Heat maps and gaze plots can only be used when all participants follow the same path through an application. Therefore only gaze replays were used to investigate how participants used the tutorial, as each student followed his or her own path through the tutorial. After eye tracking, the participants were asked to draw variable diagrams in a retrospective comprehension test to give an indication of the comprehension or learning of the participant.
Data analysis
The main objective with the multiple-choice questionnaire included with the first assignment, was to investigate the effect of the tutorial on examination marks. As far as the data analysis was concerned, statistical analysis was used to investigate several factors that may affect students’ performance, such as the biographical properties of students, their positive user experience and their use of tracing. The extent and manner of their tutorial use were investigated in relation to their examination marks. A trained statistician performed the analysis to ensure its validity. It should be noted that since the survey was adapted and expanded, more factors were investigated in the second cycle.

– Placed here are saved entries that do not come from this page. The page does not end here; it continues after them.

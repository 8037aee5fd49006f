use crate::errors::AppResult;
use chrono::Local;
use rusqlite::Connection;
use rusqlite::params;

/// Write an internal log line into the `log` table.
pub fn ttlog(conn: &Connection, operation: &str, target: &str, message: &str) -> AppResult<()> {
    let now = Local::now().to_rfc3339();

    let mut stmt = conn.prepare_cached(
        "INSERT INTO log (date, operation, target, message)
         VALUES (?1, ?2, ?3, ?4)",
    )?;

    stmt.execute(params![now, operation, target, message])?;

    Ok(())
}

/// One row of the `log` table.
#[derive(Debug, Clone)]
pub struct LogRow {
    pub id: i64,
    pub date: String,
    pub operation: String,
    pub target: String,
    pub message: String,
}

pub fn load_log(conn: &Connection) -> AppResult<Vec<LogRow>> {
    let mut stmt = conn.prepare_cached(
        "SELECT id, date, operation, IFNULL(target, ''), message FROM log ORDER BY id ASC",
    )?;

    let rows = stmt.query_map([], |row| {
        Ok(LogRow {
            id: row.get(0)?,
            date: row.get(1)?,
            operation: row.get(2)?,
            target: row.get(3)?,
            message: row.get(4)?,
        })
    })?;

    let mut out = Vec::new();
    for r in rows {
        out.push(r?);
    }
    Ok(out)
}
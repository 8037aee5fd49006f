//! SQLite connection wrapper (one connection per process is enough here).

use crate::db::initialize::init_db;
use crate::errors::AppResult;
use rusqlite::Connection;
use std::path::Path;

pub struct DbPool {
    pub conn: Connection,
}

impl DbPool {
    /// Open (or create) the ledger database and bring its schema up to date.
    pub fn new(path: &Path) -> AppResult<Self> {
        if let Some(parent) = path.parent()
            && !parent.as_os_str().is_empty()
        {
            std::fs::create_dir_all(parent)?;
        }
        let conn = Connection::open(path)?;
        init_db(&conn)?;
        Ok(Self { conn })
    }

    /// Helper to execute a closure with a mutable connection reference.
    pub fn with_conn<F, T>(&mut self, func: F) -> AppResult<T>
    where
        F: FnOnce(&mut Connection) -> AppResult<T>,
    {
        func(&mut self.conn)
    }
}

Statistical analysis has also been used to compare the examination results of the participants with the marks for questions on reading (tracing) program code, explaining program code and writing program code to determine whether the students’ ability to read code (that is explain the purpose of code) and
trace code had any effect on students’ results. This was done to confirm that the findings from the BRACElet project that was used as the departing point for this study, applied to the participants in this study.
The live observations in the usability laboratory and the questionnaires completed after the observations were used to provide further insight into the results of the statistical analysis. Tracking the eye movements of participants using the tutorial provided knowledge of how students interact with the tutorial. This identified usability problems with regard to the layout of the tutorial, terminology used, students’ comprehension of the material presented and their navigation through the tutorial. Analysing students’ actions, menu selections, reactions and body language on the video recordings were combined with gaze replays, the retrospective comprehension test and the semi- structured, open-ended questionnaire students complete after the eye tracking, to expose usability problems with the tutorial. Improvements to the design could therefore be based on learner interaction and feedback.
Together, these insights were used to refine and adapt the tutorial for further use. During the second cycle, this was used as indications of whether refinement of the tutorial solved or improved usability problems with the tutorial. These insights were once again used to refine and adapt the tutorial for further use.
The findings from the data analysis during the first cycle are reported in Chapter 6 and the findings from the data analysis during the second cycle are reported in Chapter 7. These two chapters also report on how the data analysis was used to adapt and refine the tutorial for the next cycle in the study or for further use.